Across the records that follow, give the number of lines containing the word "warn" and nothing else.

---------- RECORDS PROVIDED

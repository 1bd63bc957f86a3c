//! Catalog browsing and product registration.

use super::cart::require_product;
use super::error::ServiceError;
use crate::clients::ProductClient;
use crate::framework::{ActorClient, PageRequest};
use crate::model::{Product, ProductCreate, ProductId};
use serde::Serialize;
use tracing::{info, instrument, warn};

/// One page of products, echoing the page request as it was received.
#[derive(Debug, Clone, PartialEq, Serialize)]
pub struct ProductListing {
    pub products: Vec<Product>,
    pub total_count: usize,
    pub page: i32,
    pub page_size: i32,
}

#[derive(Clone)]
pub struct CatalogService {
    products: ProductClient,
}

impl CatalogService {
    pub fn new(products: ProductClient) -> Self {
        Self { products }
    }

    /// Lists products in `category`; an empty category lists everything.
    #[instrument(skip(self))]
    pub async fn list_products(
        &self,
        category: &str,
        page: i32,
        page_size: i32,
    ) -> Result<ProductListing, ServiceError> {
        let result = self
            .products
            .list_products(category, PageRequest::new(page, page_size))
            .await?;
        Ok(ProductListing {
            products: result.items,
            total_count: result.total_count,
            page,
            page_size,
        })
    }

    #[instrument(skip(self))]
    pub async fn get_product(&self, id: ProductId) -> Result<Product, ServiceError> {
        let id = require_product(id)?;
        self.products
            .get(id)
            .await?
            .ok_or_else(|| ServiceError::NotFound(format!("product {id}")))
    }

    #[instrument(skip(self))]
    pub async fn search_products(
        &self,
        query: &str,
        page: i32,
        page_size: i32,
    ) -> Result<ProductListing, ServiceError> {
        if query.is_empty() {
            warn!("Rejected empty search query");
            return Err(ServiceError::invalid("search query is required"));
        }
        let result = self
            .products
            .search_products(query, PageRequest::new(page, page_size))
            .await?;
        Ok(ProductListing {
            products: result.items,
            total_count: result.total_count,
            page,
            page_size,
        })
    }

    /// Registers a product and returns it with its assigned id.
    #[instrument(skip(self, params), fields(name = %params.name))]
    pub async fn add_product(&self, params: ProductCreate) -> Result<Product, ServiceError> {
        let product = self.products.insert_product(params).await?;
        info!(product_id = %product.id, "Product added");
        Ok(product)
    }
}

--------------------

- _RESULT OF THE EXERCISE_:
2